QueryMethodCompilerPort Contract

The key insight: the QueryMethodParser is fully shared — you never need to reimplement the parsing logic. The parser produces ParsedQuery objects that are backend-agnostic. Your adapter only needs to compile those parsed queries into the target database's query format.

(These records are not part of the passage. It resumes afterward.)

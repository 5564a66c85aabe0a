//! Middleware and interceptor stages.
//!
//! Middleware runs before dispatch and may short-circuit by returning a
//! response. Interceptors run after dispatch and each one replaces the
//! response seen by the next. A short-circuited response skips the
//! interceptors entirely.
//!
//! Both stages are plain async closures in the common case:
//!
//! ```rust
//! use portico_core::{Response, ResponseExt};
//! use portico_server::{InterceptorContext, Interceptor, Middleware, MiddlewareContext};
//! use http::StatusCode;
//!
//! fn assert_middleware<M: Middleware>(_: M) {}
//! fn assert_interceptor<I: Interceptor>(_: I) {}
//!
//! assert_middleware(|ctx: MiddlewareContext| async move {
//!     if ctx.request.headers().contains_key("authorization") {
//!         None
//!     } else {
//!         Some(Response::text(StatusCode::UNAUTHORIZED, "unauthorized"))
//!     }
//! });
//!
//! assert_interceptor(|ctx: InterceptorContext| async move {
//!     let mut response = ctx.response;
//!     response.headers_mut().insert("x-served-by", "portico".parse().unwrap());
//!     response
//! });
//! ```

use std::future::Future;
use std::sync::Arc;

use portico_core::{BoxFuture, Request, Response};
use portico_router::Router;

/// What a middleware sees.
#[derive(Debug, Clone)]
pub struct MiddlewareContext {
    /// The incoming request.
    pub request: Arc<Request>,

    /// The server's route table, for introspection.
    pub router: Arc<Router>,
}

/// What an interceptor sees.
#[derive(Debug)]
pub struct InterceptorContext {
    /// The incoming request.
    pub request: Arc<Request>,

    /// The server's route table, for introspection.
    pub router: Arc<Router>,

    /// The response produced so far.
    pub response: Response,
}

/// A pre-dispatch filter.
///
/// Returning `Some(response)` ends the pipeline with that response;
/// `None` passes the request to the next stage.
pub trait Middleware: Send + Sync + 'static {
    /// Inspects the request.
    fn call(&self, ctx: MiddlewareContext) -> BoxFuture<'static, Option<Response>>;
}

impl<F, Fut> Middleware for F
where
    F: Fn(MiddlewareContext) -> Fut + Send + Sync + 'static,
    Fut: Future<Output = Option<Response>> + Send + 'static,
{
    fn call(&self, ctx: MiddlewareContext) -> BoxFuture<'static, Option<Response>> {
        Box::pin(self(ctx))
    }
}

/// A post-dispatch response transformer.
///
/// Must always return a response; returning `ctx.response` unchanged is
/// a valid pass-through.
pub trait Interceptor: Send + Sync + 'static {
    /// Transforms the response.
    fn call(&self, ctx: InterceptorContext) -> BoxFuture<'static, Response>;
}

impl<F, Fut> Interceptor for F
where
    F: Fn(InterceptorContext) -> Fut + Send + Sync + 'static,
    Fut: Future<Output = Response> + Send + 'static,
{
    fn call(&self, ctx: InterceptorContext) -> BoxFuture<'static, Response> {
        Box::pin(self(ctx))
    }
}

impl Interceptor for Arc<dyn Interceptor> {
    fn call(&self, ctx: InterceptorContext) -> BoxFuture<'static, Response> {
        (**self).call(ctx)
    }
}

/// A type-erased middleware.
pub type BoxedMiddleware = Arc<dyn Middleware>;

/// A type-erased interceptor.
pub type BoxedInterceptor = Arc<dyn Interceptor>;

/// Runs middleware in order until one produces a response.
pub async fn run_middleware(
    middleware: &[BoxedMiddleware],
    request: &Arc<Request>,
    router: &Arc<Router>,
) -> Option<Response> {
    for stage in middleware {
        let ctx = MiddlewareContext {
            request: Arc::clone(request),
            router: Arc::clone(router),
        };
        if let Some(response) = stage.call(ctx).await {
            return Some(response);
        }
    }
    None
}

/// Threads a response through every interceptor in order.
pub async fn run_interceptors(
    interceptors: &[BoxedInterceptor],
    request: &Arc<Request>,
    router: &Arc<Router>,
    response: Response,
) -> Response {
    let mut response = response;
    for stage in interceptors {
        let ctx = InterceptorContext {
            request: Arc::clone(request),
            router: Arc::clone(router),
            response,
        };
        response = stage.call(ctx).await;
    }
    response
}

This architecture means the naming convention for derived query methods (find_by_status_and_role_order_by_name_desc) is consistent across all PyFly data adapters. Once you learn the convention, it works the same way regardless of backend.

BeanPostProcessor Pattern

Each adapter follows the same wiring pattern:

  1. A BeanPostProcessor scans repository beans after initialization.
  2. It detects stub methods (method bodies that are just ... or pass).
  3. For derived query methods (find_by_*, count_by_*, etc.): parses the method name via QueryMethodParser, compiles it via the adapter's compiler, and replaces the stub.
  4. For @query-decorated methods: compiles the query string into an executable callable.

Source files:

  • src/pyfly/data/ports/compiler.pyQueryMethodCompilerPort protocol
  • src/pyfly/data/query_parser.pyQueryMethodParser (shared)
  • src/pyfly/data/relational/sqlalchemy/query_compiler.py — SQLAlchemy implementation
  • src/pyfly/data/document/mongodb/query_compiler.py — MongoDB implementation

Available Adapters

Adapter Package Backend Guide
SQLAlchemy pyfly.data.relational.sqlalchemy PostgreSQL, MySQL, SQLite Data Relational Guide · Adapter Reference
MongoDB pyfly.data.document.mongodb MongoDB (Beanie ODM) Data Document Guide · Adapter Reference

Both adapters can coexist in the same project. The CLI supports selecting both data-relational (SQL) and data-document features together.